The poet Ted Kooser compared Prine to Raymond Carver, whose stories about “ordinary people elevated them to almost heroic status. John Prine has taken ordinary people and made monuments of them, treating them with great respect and love. . . . He is a truly original writer, unequaled, and a genuine poet of the American people.” I was fortunate enough to see him play this at the Cambridge Folk Festival last year.

John Prine – Angel from Montgomery

 Blowin’ In The Wind  (Bob Dylan 1962)

“I wrote Blowin’ in the Wind in 10 minutes, just put words to an old spiritual, probably something I learned from Carter Family records. That’s the folk tradition. You use what’s been handed down.”  The melody actually came, as Dylan later acknowledged, from the song No More Auction Block. It wouldn’t have been the Dylan song that I’d have picked, but of all his songs this has maybe had the greatest resonance with the most number of people.

Bob Dylan – Blowin’ in the Wind

Seth Lakeman – Blowin’ in the Wind

Bridge Over Troubled Water   (Paul Simon 1969)

Paul Simon may have served his time playing British folk clubs. But this wasn’t written with folk clubs in mind. The album of the same name took some 800 studio hours to record, and the heavy production on this track was crucial to its success in topping the US and UK charts at the same time and winning two Grammy awards. To me, this makes it more of a pop song than a folk song. Yes it has a timeless quality and many people have covered it, but it’s always been more of a singers song than a tune which anyone can get up and perform.

Simon and Garfunkel – Bridge Over Troubled Water

Davy Graham – Bridge Over Troubled Water

Bury Me Beneath the Willow   (Traditional)

“Traditional” means that it’s old, and we don’t know who wrote it. And when we’re talking about songs passed down through oral tradition in various versions it may not be very helpful to think of it as being the property of a single author. The song’s narrator wants to die and be buried under a weeping willow tree so that her former lover who left her for another will perhaps weep for her under the tree. Not exactly the kind of message that would be encouraged these days, but a beautiful song nonetheless.

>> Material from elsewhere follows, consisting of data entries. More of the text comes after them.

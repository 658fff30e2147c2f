//! # MANET Wormhole Simulation
//!
//! A discrete-event simulation of an ad hoc wireless network under a
//! wormhole attack, and of an RTT-based countermeasure against it.
//!
//! ## Overview
//!
//! Nodes run an on-demand distance-vector router ([`manet_routing`]). Two
//! colluding nodes share an out-of-band tunnel that makes distant parts of
//! the network look adjacent, so discovery prefers routes through them. The
//! countermeasure times every route request/reply round trip and refuses
//! routes that come back faster than their hop count allows.
//!
//! ## Architecture
//!
//! - **Config** (`config.rs`): [`SimConfig`] with every knob of a run
//! - **Topology** (`topology.rs`): node placement and radio adjacency
//! - **Links** (`link.rs`, `tunnel.rs`): radio timing and loss, the tunnel
//! - **Scheduler** (`scheduler.rs`): the single event timeline
//! - **Simulation** (`simulation.rs`): the engine driving routers and apps
//! - **Apps** (`app.rs`, `node.rs`): UDP echo client and server
//! - **Flows** (`flow.rs`, `report.rs`): per-flow statistics and the JSON trace
//! - **Scenarios** (`scenarios.rs`): calibration and the attack comparison
//!
//! ## Example
//!
//! ```rust,no_run
//! use manet_simulation::{SimConfig, scenarios};
//!
//! let comparison = scenarios::compare(&SimConfig::default())?;
//! assert!(comparison.undefended.uses_tunnel);
//! assert!(!comparison.defended.uses_tunnel);
//! # Ok::<(), manet_simulation::SimError>(())
//! ```

pub mod app;
pub mod config;
pub mod error;
pub mod flow;
pub mod link;
pub mod node;
pub mod report;
pub mod scenarios;
pub mod scheduler;
pub mod simulation;
pub mod topology;
pub mod tunnel;

#[cfg(test)]
mod integration_scenarios;

pub use app::{Application, EchoClient, EchoServer, PacketHandler};
pub use config::{CountermeasureConfig, EchoConfig, Layout, PhyMode, SimConfig, TunnelConfig};
pub use error::{ConfigError, SimError, SimResult};
pub use flow::{Direction, FlowMonitor, FlowRecord, FlowStats};
pub use link::WirelessLink;
pub use node::Node;
pub use report::{FlowTrace, format_flow_stats};
pub use scenarios::{Comparison, RouteSummary, ScenarioRun};
pub use scheduler::{EventId, Scheduler};
pub use simulation::{SimEvent, SimStats, Simulation};
pub use topology::{Position, Topology};
pub use tunnel::WormholeTunnel;
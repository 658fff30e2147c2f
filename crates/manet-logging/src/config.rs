//! Configuration types for the logging system

use std::path::PathBuf;

use serde::{Deserialize, Serialize};

/// Main logging configuration
#[derive(Debug, Clone, Serialize, Deserialize)]
pub struct LogConfig {
    /// Default log level (can be overridden by RUST_LOG)
    pub default_level: String,

    /// Console output configuration
    pub console: ConsoleConfig,

    /// File output configuration
    pub file: Option<FileConfig>,

    /// JSONL output configuration
    pub jsonl: JsonlConfig,
}

impl Default for LogConfig {
    fn default() -> Self {
        Self {
            default_level: "info".to_string(),
            console: ConsoleConfig::default(),
            file: None,
            jsonl: JsonlConfig::default(),
        }
    }
}

impl LogConfig {
    /// Create a config for development (verbose console output)
    pub fn development() -> Self {
        Self {
            default_level: "debug".to_string(),
            console: ConsoleConfig {
                enabled: true,
                pretty: true,
                ansi: true,
            },
            ..Default::default()
        }
    }

    /// Create a config for testing (minimal output)
    pub fn testing() -> Self {
        Self {
            default_level: "warn".to_string(),
            console: ConsoleConfig {
                enabled: true,
                pretty: false,
                ansi: false,
            },
            ..Default::default()
        }
    }

    /// Also write JSONL to files under `directory`
    pub fn with_file(mut self, directory: impl Into<PathBuf>, rotation: RotationStrategy) -> Self {
        self.file = Some(FileConfig {
            directory: directory.into(),
            rotation,
            ..FileConfig::default()
        });
        self
    }
}

/// Console output configuration
#[derive(Debug, Clone, Serialize, Deserialize)]
pub struct ConsoleConfig {
    /// Enable console output
    pub enabled: bool,
    /// Use pretty (human-readable) format
    pub pretty: bool,
    /// Include ANSI colors
    pub ansi: bool,
}

impl Default for ConsoleConfig {
    fn default() -> Self {
        Self {
            enabled: true,
            pretty: false, // JSONL by default
            ansi: false,
        }
    }
}

/// File output configuration
#[derive(Debug, Clone, Serialize, Deserialize)]
pub struct FileConfig {
    /// Directory for log files
    pub directory: PathBuf,
    /// File name prefix
    pub prefix: String,
    /// Rotation strategy
    pub rotation: RotationStrategy,
}

impl Default for FileConfig {
    fn default() -> Self {
        Self {
            directory: PathBuf::from("./logs"),
            prefix: "manet".to_string(),
            rotation: RotationStrategy::Never,
        }
    }
}

/// File rotation strategy
#[derive(Debug, Clone, Copy, PartialEq, Eq, Serialize, Deserialize, Default)]
pub enum RotationStrategy {
    /// Rotate daily
    Daily,
    /// Rotate hourly
    Hourly,
    /// Never rotate (single file, truncated per run)
    #[default]
    Never,
}

/// JSONL formatting configuration
#[derive(Debug, Clone, Serialize, Deserialize)]
pub struct JsonlConfig {
    /// Flatten event fields to root level
    pub flatten_events: bool,
    /// Include span list in events
    pub include_spans: bool,
    /// Include current span details
    pub include_current_span: bool,
    /// Include file/line information
    pub include_location: bool,
}

impl Default for JsonlConfig {
    fn default() -> Self {
        Self {
            flatten_events: true,
            include_spans: true,
            include_current_span: true,
            include_location: false,
        }
    }
}
//! Error types for the simulation crate

use manet_core::NodeId;
use manet_routing::RouterError;
use thiserror::Error;

/// Setup problems, all reported before the clock starts
#[derive(Debug, Error)]
pub enum ConfigError {
    #[error("At least {min} nodes are required, got {got}")]
    TooFewNodes { min: u32, got: u32 },

    #[error("Node spacing must be positive, got {0}")]
    InvalidSpacing(f64),

    #[error("Radio range must be positive, got {0}")]
    InvalidRange(f64),

    #[error("Grid needs at least one column")]
    InvalidGrid,

    #[error("Simulation duration must be positive")]
    ZeroDuration,

    #[error("Unknown PHY mode: {0}")]
    UnknownPhyMode(String),

    #[error("{name} must lie in {range}, got {value}")]
    InvalidProbability {
        name: &'static str,
        range: &'static str,
        value: f64,
    },

    #[error("Tunnel endpoint {endpoint} is not one of the {nodes} nodes")]
    TunnelEndpointOutOfRange { endpoint: NodeId, nodes: u32 },

    #[error("Tunnel endpoints must differ, both are {0}")]
    IdenticalTunnelEndpoints(NodeId),

    #[error("Echo endpoint {endpoint} is not one of the {nodes} nodes")]
    EchoEndpointOutOfRange { endpoint: NodeId, nodes: u32 },

    #[error("Echo source and sink must differ, both are {0}")]
    IdenticalEchoEndpoints(NodeId),

    #[error("Countermeasure needs a baseline when calibration is off")]
    MissingBaseline,

    #[error(transparent)]
    Router(#[from] RouterError),
}

/// Errors raised while preparing, running or reporting a simulation
#[derive(Debug, Error)]
pub enum SimError {
    #[error("Invalid configuration: {0}")]
    Config(#[from] ConfigError),

    #[error("Calibration run produced no round-trip samples")]
    NoCalibrationSamples,

    #[error("Failed to serialize trace: {0}")]
    Json(#[from] serde_json::Error),

    #[error("Failed to write trace: {0}")]
    Io(#[from] std::io::Error),
}

/// Result type alias for simulation operations
pub type SimResult<T> = Result<T, SimError>;
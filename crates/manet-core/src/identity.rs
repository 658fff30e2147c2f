//! Node identity
//!
//! Nodes are addressed by a small integer, displayed as `n<id>`.

use std::str::FromStr;

use derive_more::Display;
use serde::{Deserialize, Serialize};

use crate::error::IdentityError;

/// Address of a node in the network
#[derive(
    Debug, Display, Clone, Copy, PartialEq, Eq, PartialOrd, Ord, Hash, Serialize, Deserialize,
)]
#[display("n{_0}")]
pub struct NodeId(pub u32);

impl NodeId {
    /// Create a node id from its index
    pub fn new(index: u32) -> Self {
        Self(index)
    }

    /// Generate the ids `n0..n(count-1)`
    pub fn range(count: u32) -> Vec<Self> {
        (0..count).map(Self).collect()
    }

    /// Get the underlying index
    pub fn index(&self) -> u32 {
        self.0
    }

    /// Short form for logging
    pub fn short_id(&self) -> String {
        self.to_string()
    }
}

impl FromStr for NodeId {
    type Err = IdentityError;

    /// Accepts both `3` and `n3`
    fn from_str(s: &str) -> Result<Self, Self::Err> {
        let digits = s.trim().strip_prefix('n').unwrap_or(s.trim());
        digits
            .parse::<u32>()
            .map(Self)
            .map_err(|_| IdentityError::InvalidFormat(s.to_string()))
    }
}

The Carter Family – Bury Me Under The Weeping Willow Tree

Rosanne Cash – Bury Me Under The Weeping Willow

Chris Thile and Michael Daves – Bury Me Beneath The Willow

Caledonia  (Dougie Maclean 1977)

“I was in my early 20s and had been busking around with some Irish guys. I was genuinely homesick. I’d always lived in Perthshire. I played it to the guys when I got back to the youth hostel where we were staying and that was the final straw – we all went home the next day. It took about 10 minutes but sometimes that’s how songs happen. I’m still amazed at how much it has become part of common culture. There’s not a pub singer, busker or pipe band that doesn’t play it.”

Dougie Maclean – Caledonia

Catch the Wind  (Donovan 1965)

He wrote this when he was 18, and was immediately hyped up as the new Bob Dylan. It didn’t work out that way, and his career took a different course, but this remains a classic folk song.

Donovan – Catch the Wind

The Curragh of Kildare / The Winter it is Past  (Traditional)

Despite the title, the song has roots in Scotland as well as in Ireland. A 200 year old printed ballad version under the title The Lamenting Maid adds more narrative and more context than the song that we know today.

Emmett Spiceland – The Curragh of Kildare

Christy Moore – The Curragh of Kildare

Dirty Old Town   (Ewan McColl 1949)

“Sometimes from the vantage point of the Peel Park reading room I would gaze out over Salford with its endless streets of identical houses, its rampart church spires and its innumerable factory chimneys pointing accusing fingers at the sky. Even from a distance it looked moribund, a ‘place much decayed’, and yet I was stirred by it, filled with a disturbing kind of enthusiasm. In the shabby wilderness, with its mean streets and silent cotton mills looking like abandoned fortresses, in those geometrically arranged warrens and occasional clusters of bug-infested dwellings built in the reign of daft George for ‘the better class of artisan’, in that wasteland of rotten timbers and rusting iron, of a fouled river and an abandoned canal, a quarter of a million people are born, live and die. It is my Paris.”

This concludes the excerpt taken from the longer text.